▶ _Work required_: The answer is a stretch of the material below, returned exactly: the line containing "the input that", the line containing "pub fn solve_in_place(&self, b: &mut", and all lines between.

▶ _Source records_:
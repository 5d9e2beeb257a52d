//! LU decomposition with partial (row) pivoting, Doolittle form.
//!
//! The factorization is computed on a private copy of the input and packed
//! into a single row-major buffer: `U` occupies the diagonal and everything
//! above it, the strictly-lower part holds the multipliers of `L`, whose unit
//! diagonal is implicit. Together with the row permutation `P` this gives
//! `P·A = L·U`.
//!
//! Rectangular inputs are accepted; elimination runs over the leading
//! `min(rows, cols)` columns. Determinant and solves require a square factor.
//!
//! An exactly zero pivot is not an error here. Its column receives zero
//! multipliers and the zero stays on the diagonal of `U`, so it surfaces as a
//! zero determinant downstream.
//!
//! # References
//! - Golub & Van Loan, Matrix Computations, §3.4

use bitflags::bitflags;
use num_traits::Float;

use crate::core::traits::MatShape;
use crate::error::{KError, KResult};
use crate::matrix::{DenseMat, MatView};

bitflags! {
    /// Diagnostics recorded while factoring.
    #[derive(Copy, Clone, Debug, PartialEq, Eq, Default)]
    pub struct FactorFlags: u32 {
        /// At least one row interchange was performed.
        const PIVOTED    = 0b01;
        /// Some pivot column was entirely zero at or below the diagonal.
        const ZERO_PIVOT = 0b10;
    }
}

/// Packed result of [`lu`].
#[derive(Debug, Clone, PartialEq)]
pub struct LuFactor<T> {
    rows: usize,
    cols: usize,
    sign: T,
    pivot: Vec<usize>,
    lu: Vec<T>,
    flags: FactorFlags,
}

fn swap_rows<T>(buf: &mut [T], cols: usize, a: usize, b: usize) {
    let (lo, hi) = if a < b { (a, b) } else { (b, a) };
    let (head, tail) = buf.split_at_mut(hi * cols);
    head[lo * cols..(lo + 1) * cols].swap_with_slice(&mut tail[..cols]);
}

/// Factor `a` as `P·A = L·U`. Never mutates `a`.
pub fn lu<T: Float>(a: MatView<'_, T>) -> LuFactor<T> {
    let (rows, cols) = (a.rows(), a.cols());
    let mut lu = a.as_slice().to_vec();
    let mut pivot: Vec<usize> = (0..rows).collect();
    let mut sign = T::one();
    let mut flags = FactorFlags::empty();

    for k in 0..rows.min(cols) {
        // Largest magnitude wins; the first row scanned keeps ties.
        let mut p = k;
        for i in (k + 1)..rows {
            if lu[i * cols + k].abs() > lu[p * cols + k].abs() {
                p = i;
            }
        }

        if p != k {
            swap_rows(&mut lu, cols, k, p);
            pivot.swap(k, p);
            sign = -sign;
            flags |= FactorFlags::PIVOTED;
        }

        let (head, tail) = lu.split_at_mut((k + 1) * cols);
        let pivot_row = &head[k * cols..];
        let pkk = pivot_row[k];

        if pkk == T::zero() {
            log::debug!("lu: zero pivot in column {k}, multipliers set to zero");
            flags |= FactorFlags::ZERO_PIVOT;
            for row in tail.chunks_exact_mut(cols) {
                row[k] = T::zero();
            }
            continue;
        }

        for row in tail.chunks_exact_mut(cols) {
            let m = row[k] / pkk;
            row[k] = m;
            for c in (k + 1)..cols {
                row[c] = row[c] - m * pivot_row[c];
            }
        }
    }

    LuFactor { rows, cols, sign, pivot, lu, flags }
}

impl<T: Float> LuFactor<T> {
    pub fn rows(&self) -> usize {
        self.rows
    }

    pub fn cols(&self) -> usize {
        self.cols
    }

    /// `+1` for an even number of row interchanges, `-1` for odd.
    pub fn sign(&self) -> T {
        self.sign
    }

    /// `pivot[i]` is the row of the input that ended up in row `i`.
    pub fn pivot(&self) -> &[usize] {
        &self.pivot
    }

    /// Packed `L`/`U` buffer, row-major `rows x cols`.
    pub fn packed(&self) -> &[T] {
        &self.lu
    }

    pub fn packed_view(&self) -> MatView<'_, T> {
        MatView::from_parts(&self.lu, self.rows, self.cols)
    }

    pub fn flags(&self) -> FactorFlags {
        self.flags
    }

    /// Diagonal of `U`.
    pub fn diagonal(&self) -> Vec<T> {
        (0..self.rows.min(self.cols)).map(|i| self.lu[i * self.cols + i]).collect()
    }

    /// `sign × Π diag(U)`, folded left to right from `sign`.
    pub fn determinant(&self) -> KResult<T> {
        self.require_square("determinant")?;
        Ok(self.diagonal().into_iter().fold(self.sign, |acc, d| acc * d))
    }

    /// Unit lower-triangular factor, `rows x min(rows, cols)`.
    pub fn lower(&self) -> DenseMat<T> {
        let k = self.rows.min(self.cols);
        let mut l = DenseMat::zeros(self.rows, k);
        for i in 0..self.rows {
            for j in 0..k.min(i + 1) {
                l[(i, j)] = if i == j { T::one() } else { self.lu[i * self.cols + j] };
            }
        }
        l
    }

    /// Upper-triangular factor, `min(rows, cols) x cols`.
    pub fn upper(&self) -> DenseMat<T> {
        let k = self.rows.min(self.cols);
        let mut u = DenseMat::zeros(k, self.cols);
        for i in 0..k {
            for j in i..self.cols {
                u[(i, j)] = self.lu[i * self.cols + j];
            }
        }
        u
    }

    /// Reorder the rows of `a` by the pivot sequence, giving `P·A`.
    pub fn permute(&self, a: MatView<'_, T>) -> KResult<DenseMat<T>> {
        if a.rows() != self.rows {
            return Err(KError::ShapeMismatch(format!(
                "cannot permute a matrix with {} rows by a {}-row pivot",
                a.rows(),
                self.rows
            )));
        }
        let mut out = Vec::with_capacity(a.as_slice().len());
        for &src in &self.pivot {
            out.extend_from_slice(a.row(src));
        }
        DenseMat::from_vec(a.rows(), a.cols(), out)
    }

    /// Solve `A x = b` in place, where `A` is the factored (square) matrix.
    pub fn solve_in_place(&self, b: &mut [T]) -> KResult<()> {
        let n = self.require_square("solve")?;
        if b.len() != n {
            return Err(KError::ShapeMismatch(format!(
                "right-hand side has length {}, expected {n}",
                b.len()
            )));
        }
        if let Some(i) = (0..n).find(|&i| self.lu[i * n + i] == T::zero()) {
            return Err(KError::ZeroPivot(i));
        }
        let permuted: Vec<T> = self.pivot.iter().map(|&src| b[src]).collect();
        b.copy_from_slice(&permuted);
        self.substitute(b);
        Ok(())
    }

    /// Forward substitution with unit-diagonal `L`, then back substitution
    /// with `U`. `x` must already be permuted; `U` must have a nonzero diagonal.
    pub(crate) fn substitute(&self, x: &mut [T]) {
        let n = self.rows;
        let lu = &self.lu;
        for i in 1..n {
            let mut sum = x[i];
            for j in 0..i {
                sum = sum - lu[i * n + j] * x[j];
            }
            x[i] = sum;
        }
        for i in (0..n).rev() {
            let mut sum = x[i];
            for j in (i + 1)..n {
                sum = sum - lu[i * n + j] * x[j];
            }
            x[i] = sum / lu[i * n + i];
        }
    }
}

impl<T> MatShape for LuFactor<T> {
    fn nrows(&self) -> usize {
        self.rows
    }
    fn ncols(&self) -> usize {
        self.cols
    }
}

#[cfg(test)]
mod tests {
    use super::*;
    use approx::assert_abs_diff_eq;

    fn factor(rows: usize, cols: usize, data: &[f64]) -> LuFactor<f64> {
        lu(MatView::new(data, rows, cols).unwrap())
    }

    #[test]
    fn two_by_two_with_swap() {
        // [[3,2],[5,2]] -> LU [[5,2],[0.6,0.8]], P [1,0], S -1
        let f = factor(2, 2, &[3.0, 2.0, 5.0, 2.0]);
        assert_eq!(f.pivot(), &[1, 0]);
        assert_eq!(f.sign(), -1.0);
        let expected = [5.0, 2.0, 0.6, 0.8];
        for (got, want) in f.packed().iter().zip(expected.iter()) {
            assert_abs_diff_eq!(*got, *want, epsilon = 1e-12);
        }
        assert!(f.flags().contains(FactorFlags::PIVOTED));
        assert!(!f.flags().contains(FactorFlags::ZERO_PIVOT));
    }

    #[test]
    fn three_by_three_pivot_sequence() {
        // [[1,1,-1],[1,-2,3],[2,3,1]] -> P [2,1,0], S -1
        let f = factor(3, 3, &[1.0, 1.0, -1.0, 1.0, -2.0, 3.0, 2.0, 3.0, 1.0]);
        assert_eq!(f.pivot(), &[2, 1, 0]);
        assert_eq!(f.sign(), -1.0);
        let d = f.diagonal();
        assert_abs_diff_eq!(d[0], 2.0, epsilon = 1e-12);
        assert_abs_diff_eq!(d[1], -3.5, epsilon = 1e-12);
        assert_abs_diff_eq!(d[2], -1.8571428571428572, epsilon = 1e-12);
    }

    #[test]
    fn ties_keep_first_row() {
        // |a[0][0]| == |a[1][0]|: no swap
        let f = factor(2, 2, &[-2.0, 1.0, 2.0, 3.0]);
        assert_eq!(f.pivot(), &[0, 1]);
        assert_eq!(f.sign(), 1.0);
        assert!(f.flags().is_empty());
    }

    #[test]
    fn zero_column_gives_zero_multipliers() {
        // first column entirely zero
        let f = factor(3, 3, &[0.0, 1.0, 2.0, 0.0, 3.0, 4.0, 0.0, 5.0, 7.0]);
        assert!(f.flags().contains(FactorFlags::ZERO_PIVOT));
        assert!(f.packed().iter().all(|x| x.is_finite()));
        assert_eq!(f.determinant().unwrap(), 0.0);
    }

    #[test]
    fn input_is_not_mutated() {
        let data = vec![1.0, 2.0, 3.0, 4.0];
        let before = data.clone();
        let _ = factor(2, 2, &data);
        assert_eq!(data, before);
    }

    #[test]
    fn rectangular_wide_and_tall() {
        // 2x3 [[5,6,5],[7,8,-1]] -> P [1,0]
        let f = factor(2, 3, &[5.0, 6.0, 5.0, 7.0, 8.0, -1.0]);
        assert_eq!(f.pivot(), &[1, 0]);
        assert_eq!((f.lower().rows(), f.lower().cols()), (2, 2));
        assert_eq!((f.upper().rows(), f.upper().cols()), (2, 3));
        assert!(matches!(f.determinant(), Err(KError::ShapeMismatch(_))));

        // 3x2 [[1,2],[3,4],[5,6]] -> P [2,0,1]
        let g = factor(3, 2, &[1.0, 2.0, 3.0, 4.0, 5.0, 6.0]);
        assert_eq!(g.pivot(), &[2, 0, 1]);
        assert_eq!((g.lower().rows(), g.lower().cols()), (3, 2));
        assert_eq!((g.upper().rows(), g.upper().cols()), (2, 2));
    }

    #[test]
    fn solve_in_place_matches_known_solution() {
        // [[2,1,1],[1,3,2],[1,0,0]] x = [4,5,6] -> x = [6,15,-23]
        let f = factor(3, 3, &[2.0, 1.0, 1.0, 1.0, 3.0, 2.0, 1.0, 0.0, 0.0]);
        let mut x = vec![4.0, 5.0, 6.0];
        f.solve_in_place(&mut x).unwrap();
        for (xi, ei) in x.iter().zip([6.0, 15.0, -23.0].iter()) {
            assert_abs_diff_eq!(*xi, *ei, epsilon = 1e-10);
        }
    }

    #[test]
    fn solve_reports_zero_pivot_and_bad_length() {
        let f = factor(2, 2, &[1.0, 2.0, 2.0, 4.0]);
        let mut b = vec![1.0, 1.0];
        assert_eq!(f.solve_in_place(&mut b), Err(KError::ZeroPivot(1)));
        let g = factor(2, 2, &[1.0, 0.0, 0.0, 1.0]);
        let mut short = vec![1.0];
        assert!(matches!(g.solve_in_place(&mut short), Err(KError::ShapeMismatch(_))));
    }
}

▶ _Answer space_:
    /// `pivot[i]` is the row of the input that ended up in row `i`.
    pub fn pivot(&self) -> &[usize] {
        &self.pivot
    }

    /// Packed `L`/`U` buffer, row-major `rows x cols`.
    pub fn packed(&self) -> &[T] {
        &self.lu
    }

    pub fn packed_view(&self) -> MatView<'_, T> {
        MatView::from_parts(&self.lu, self.rows, self.cols)
    }

    pub fn flags(&self) -> FactorFlags {
        self.flags
    }

    /// Diagonal of `U`.
    pub fn diagonal(&self) -> Vec<T> {
        (0..self.rows.min(self.cols)).map(|i| self.lu[i * self.cols + i]).collect()
    }

    /// `sign × Π diag(U)`, folded left to right from `sign`.
    pub fn determinant(&self) -> KResult<T> {
        self.require_square("determinant")?;
        Ok(self.diagonal().into_iter().fold(self.sign, |acc, d| acc * d))
    }

    /// Unit lower-triangular factor, `rows x min(rows, cols)`.
    pub fn lower(&self) -> DenseMat<T> {
        let k = self.rows.min(self.cols);
        let mut l = DenseMat::zeros(self.rows, k);
        for i in 0..self.rows {
            for j in 0..k.min(i + 1) {
                l[(i, j)] = if i == j { T::one() } else { self.lu[i * self.cols + j] };
            }
        }
        l
    }

    /// Upper-triangular factor, `min(rows, cols) x cols`.
    pub fn upper(&self) -> DenseMat<T> {
        let k = self.rows.min(self.cols);
        let mut u = DenseMat::zeros(k, self.cols);
        for i in 0..k {
            for j in i..self.cols {
                u[(i, j)] = self.lu[i * self.cols + j];
            }
        }
        u
    }

    /// Reorder the rows of `a` by the pivot sequence, giving `P·A`.
    pub fn permute(&self, a: MatView<'_, T>) -> KResult<DenseMat<T>> {
        if a.rows() != self.rows {
            return Err(KError::ShapeMismatch(format!(
                "cannot permute a matrix with {} rows by a {}-row pivot",
                a.rows(),
                self.rows
            )));
        }
        let mut out = Vec::with_capacity(a.as_slice().len());
        for &src in &self.pivot {
            out.extend_from_slice(a.row(src));
        }
        DenseMat::from_vec(a.rows(), a.cols(), out)
    }

    /// Solve `A x = b` in place, where `A` is the factored (square) matrix.
    pub fn solve_in_place(&self, b: &mut [T]) -> KResult<()> {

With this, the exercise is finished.